Neuroplasticity forms the basis for neuronal circuit complexity and differences between otherwise similar circuits. We show that the Microphthalmia-associated transcription factor (Mitf) plays a central role in intrinsic plasticity of olfactory bulb (OB) projection neurons. Mitral and tufted (M/T) neurons from Mitf mutant mice are hyperexcitable, have a reduced Type-A potassium current (I_A) and exhibit reduced expression of Kcnd3, which encodes a potassium voltage-gated channel subunit (Kv4.3) important for generating the I_A Furthermore, expression of the Mitf and Kcnd3 genes is activity-dependent in OB projection neurons and the MITF protein activates expression from Kcnd3 regulatory elements.

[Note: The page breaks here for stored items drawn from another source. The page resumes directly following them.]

//! Hann windows for the analysis and synthesis halves of an STFT.

/// Periodic Hann window: w[n] = 0.5 - 0.5 * cos(2πn / N).
///
/// The periodic form (denominator N, not N - 1) makes shifted copies at a
/// hop of N/4 sum to a constant, which overlap-add relies on.
pub fn hann(size: usize) -> Vec<f32> {
    (0..size)
        .map(|n| {
            let angle = 2.0 * std::f64::consts::PI * n as f64 / size as f64;
            (0.5 - 0.5 * angle.cos()) as f32
        })
        .collect()
}

/// Multiply a frame by a window in place.
pub fn apply_window(frame: &mut [f32], window: &[f32]) {
    for (s, w) in frame.iter_mut().zip(window) {
        *s *= w;
    }
}

/// Analysis/synthesis window pair for one transform size.
#[derive(Debug, Clone)]
pub struct Windows {
    analysis: Vec<f32>,
    synthesis: Vec<f32>,
}

impl Windows {
    /// Hann analysis window; the synthesis window is the same Hann scaled by
    /// `N / Σ w²`, so summing analysis·synthesis over the four frames that
    /// cover any sample at 75% overlap gives exactly the overlap factor.
    pub fn hann(size: usize) -> Self {
        let analysis = hann(size);
        let energy: f64 = analysis.iter().map(|&w| (w as f64) * (w as f64)).sum();
        let gain = if energy > 0.0 {
            (size as f64 / energy) as f32
        } else {
            1.0
        };
        let synthesis = analysis.iter().map(|&w| w * gain).collect();

        Self {
            analysis,
            synthesis,
        }
    }

    pub fn analysis(&self) -> &[f32] {
        &self.analysis
    }

    pub fn synthesis(&self) -> &[f32] {
        &self.synthesis
    }

    pub fn apply_analysis(&self, frame: &mut [f32]) {
        apply_window(frame, &self.analysis);
    }

    pub fn apply_synthesis(&self, frame: &mut [f32]) {
        apply_window(frame, &self.synthesis);
    }
}

#[cfg(test)]
mod tests {
    use super::*;

    #[test]
    fn hann_shape() {
        let w = hann(16);
        assert_eq!(w.len(), 16);
        assert!(w[0].abs() < 1e-7);
        assert!((w[8] - 1.0).abs() < 1e-6);
        // Periodic: symmetric around N/2, not around (N-1)/2
        assert!((w[1] - w[15]).abs() < 1e-6);
    }

    #[test]
    fn overlap_add_sums_to_overlap_factor() {
        let size = 64;
        let hop = size / 4;
        let windows = Windows::hann(size);

        for n in 0..hop {
            let total: f32 = (0..4)
                .map(|k| {
                    let i = n + k * hop;
                    windows.analysis()[i] * windows.synthesis()[i]
                })
                .sum();
            assert!((total - 4.0).abs() < 1e-4, "offset {}: {}", n, total);
        }
    }
}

Moreover, Mitf mutant mice have changes in olfactory habituation and have increased habitutation for an odourant following long-term exposure, indicating that regulation of Kcnd3 is pivotal for long-term olfactory adaptation. Our findings show that Mitf acts as a direct regulator of intrinsic homeostatic feedback and links neuronal activity, transcriptional changes and neuronal function.Significance statement These findings broaden the general understanding of transcriptional regulation of intrinsic plasticity in learning and memory. Regulation of intrinsic plasticity has wide-ranging implications and fundamental importance for neurological diseases.